Stored data
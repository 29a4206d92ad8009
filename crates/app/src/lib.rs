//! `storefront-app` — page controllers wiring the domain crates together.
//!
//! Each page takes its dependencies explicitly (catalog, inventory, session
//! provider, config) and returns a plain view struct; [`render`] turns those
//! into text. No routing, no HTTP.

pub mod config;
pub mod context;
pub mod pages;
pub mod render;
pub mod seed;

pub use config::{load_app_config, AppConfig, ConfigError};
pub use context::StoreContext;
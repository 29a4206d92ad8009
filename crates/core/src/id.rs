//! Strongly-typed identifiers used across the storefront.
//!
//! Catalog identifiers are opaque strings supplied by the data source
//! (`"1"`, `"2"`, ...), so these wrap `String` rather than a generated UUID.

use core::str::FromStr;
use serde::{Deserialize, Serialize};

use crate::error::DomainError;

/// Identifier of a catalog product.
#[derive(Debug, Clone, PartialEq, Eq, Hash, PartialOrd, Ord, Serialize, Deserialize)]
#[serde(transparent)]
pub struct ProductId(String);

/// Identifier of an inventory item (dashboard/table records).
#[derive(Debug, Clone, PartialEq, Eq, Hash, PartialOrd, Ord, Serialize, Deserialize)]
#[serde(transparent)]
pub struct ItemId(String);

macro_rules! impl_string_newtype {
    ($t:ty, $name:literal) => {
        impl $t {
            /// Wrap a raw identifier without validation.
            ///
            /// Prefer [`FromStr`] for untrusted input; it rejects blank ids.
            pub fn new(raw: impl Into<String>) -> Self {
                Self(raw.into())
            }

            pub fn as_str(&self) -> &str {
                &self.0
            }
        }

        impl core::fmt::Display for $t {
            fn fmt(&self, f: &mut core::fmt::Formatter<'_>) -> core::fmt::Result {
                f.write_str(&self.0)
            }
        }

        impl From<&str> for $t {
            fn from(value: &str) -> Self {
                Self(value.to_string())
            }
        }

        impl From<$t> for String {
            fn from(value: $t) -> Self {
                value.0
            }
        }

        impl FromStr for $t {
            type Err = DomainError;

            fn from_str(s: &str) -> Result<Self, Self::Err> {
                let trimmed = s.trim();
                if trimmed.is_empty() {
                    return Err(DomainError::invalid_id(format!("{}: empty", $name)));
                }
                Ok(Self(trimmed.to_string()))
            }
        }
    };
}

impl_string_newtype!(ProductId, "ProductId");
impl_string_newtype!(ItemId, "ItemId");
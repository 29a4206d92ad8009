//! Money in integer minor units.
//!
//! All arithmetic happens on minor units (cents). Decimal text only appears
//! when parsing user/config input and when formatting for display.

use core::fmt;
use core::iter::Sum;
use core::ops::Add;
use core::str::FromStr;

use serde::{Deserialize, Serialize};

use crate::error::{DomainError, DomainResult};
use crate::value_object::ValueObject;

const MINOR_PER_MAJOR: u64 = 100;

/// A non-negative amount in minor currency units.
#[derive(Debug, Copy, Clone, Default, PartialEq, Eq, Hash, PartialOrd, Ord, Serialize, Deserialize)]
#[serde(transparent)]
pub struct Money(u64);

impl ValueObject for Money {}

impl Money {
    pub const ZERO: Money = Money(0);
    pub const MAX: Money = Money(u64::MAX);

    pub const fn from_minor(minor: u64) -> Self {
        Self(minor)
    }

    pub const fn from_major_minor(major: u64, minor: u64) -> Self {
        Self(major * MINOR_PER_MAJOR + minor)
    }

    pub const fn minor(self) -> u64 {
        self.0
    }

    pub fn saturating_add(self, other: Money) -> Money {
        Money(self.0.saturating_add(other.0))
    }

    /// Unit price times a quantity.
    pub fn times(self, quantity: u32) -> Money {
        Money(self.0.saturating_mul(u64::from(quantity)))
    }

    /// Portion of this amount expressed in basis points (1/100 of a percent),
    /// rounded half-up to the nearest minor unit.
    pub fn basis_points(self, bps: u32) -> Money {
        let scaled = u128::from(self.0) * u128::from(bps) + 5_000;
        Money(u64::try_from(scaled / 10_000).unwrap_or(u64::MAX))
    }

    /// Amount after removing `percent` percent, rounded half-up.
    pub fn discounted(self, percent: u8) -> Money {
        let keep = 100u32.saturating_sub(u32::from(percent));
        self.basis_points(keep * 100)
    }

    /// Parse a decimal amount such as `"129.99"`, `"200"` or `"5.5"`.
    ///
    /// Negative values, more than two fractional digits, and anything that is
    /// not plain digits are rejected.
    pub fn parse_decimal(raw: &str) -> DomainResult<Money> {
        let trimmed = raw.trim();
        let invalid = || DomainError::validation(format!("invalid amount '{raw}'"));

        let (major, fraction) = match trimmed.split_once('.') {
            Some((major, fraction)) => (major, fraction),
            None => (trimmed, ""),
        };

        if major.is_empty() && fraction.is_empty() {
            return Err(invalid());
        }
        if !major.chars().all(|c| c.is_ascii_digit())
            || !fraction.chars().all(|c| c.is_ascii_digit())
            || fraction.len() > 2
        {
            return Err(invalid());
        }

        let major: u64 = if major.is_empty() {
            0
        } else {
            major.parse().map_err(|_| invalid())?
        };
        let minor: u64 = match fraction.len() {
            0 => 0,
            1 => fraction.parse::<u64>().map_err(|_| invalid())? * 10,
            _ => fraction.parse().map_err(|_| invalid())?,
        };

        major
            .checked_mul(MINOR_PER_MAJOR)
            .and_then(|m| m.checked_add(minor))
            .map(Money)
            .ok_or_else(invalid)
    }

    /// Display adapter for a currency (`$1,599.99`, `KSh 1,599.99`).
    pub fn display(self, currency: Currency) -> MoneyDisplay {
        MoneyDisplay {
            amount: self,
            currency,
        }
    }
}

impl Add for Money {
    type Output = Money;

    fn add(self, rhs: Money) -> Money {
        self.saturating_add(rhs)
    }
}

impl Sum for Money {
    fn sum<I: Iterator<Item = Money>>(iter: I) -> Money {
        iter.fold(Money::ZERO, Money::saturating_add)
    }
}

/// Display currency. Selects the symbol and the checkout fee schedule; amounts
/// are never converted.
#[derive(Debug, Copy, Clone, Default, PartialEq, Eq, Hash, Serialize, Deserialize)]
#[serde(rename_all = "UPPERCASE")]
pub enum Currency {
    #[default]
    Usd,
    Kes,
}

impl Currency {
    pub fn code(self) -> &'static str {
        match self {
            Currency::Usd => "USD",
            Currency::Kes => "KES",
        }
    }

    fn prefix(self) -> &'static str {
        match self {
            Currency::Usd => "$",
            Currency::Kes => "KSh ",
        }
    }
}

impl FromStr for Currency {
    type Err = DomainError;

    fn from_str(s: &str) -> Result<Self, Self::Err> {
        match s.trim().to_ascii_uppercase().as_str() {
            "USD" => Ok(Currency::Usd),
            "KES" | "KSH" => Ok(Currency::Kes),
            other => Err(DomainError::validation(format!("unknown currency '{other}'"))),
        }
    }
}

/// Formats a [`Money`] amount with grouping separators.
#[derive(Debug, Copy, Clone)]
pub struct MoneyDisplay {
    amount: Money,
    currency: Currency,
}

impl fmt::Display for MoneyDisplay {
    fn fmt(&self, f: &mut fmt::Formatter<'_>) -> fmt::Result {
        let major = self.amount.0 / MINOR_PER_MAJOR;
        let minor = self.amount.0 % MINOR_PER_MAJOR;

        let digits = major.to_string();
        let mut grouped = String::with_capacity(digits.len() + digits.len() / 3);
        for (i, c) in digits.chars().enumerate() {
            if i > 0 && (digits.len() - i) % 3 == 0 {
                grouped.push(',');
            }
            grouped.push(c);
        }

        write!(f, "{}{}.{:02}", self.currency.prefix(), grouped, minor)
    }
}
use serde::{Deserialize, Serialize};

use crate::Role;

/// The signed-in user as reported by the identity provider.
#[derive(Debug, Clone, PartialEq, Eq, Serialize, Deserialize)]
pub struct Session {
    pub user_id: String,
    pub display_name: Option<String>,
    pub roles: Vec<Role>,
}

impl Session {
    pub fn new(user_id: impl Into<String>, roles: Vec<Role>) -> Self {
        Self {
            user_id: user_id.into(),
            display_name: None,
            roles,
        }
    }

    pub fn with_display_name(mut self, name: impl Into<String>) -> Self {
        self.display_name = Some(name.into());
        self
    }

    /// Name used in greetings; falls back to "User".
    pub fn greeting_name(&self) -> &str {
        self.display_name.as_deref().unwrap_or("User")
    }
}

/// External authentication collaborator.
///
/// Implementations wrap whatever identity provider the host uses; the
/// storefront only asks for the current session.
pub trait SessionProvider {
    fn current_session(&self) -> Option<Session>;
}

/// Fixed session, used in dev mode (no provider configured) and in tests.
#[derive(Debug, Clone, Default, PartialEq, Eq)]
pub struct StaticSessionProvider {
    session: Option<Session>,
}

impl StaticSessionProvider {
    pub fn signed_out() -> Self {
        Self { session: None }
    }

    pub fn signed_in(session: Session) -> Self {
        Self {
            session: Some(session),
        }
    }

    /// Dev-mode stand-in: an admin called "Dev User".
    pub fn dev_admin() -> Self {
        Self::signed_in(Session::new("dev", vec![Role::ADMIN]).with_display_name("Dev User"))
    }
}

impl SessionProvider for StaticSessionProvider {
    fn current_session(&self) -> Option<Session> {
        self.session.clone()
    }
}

:: Exercise requirements ::
Your response should be the lines above from the first to the one containing "pub fn as_str(&self)", inclusive, each given exactly.

:: The answer ::
repository 29a4206d92ad8009
filename crates/app/src/lib.rs
//! `storefront-app` — page controllers wiring the domain crates together.
//!
//! Each page takes its dependencies explicitly (catalog, inventory, session
//! provider, config) and returns a plain view struct; [`render`] turns those
//! into text. No routing, no HTTP.

pub mod config;
pub mod context;
pub mod pages;
pub mod render;
pub mod seed;

pub use config::{load_app_config, AppConfig, ConfigError};
pub use context::StoreContext;
repository 29a4206d92ad8009
filename crates/core/src/id.rs
//! Strongly-typed identifiers used across the storefront.
//!
//! Catalog identifiers are opaque strings supplied by the data source
//! (`"1"`, `"2"`, ...), so these wrap `String` rather than a generated UUID.

use core::str::FromStr;
use serde::{Deserialize, Serialize};

use crate::error::DomainError;

/// Identifier of a catalog product.
#[derive(Debug, Clone, PartialEq, Eq, Hash, PartialOrd, Ord, Serialize, Deserialize)]
#[serde(transparent)]
pub struct ProductId(String);

/// Identifier of an inventory item (dashboard/table records).
#[derive(Debug, Clone, PartialEq, Eq, Hash, PartialOrd, Ord, Serialize, Deserialize)]
#[serde(transparent)]
pub struct ItemId(String);

macro_rules! impl_string_newtype {
    ($t:ty, $name:literal) => {
        impl $t {
            /// Wrap a raw identifier without validation.
            ///
            /// Prefer [`FromStr`] for untrusted input; it rejects blank ids.
            pub fn new(raw: impl Into<String>) -> Self {
                Self(raw.into())
            }

            pub fn as_str(&self) -> &str {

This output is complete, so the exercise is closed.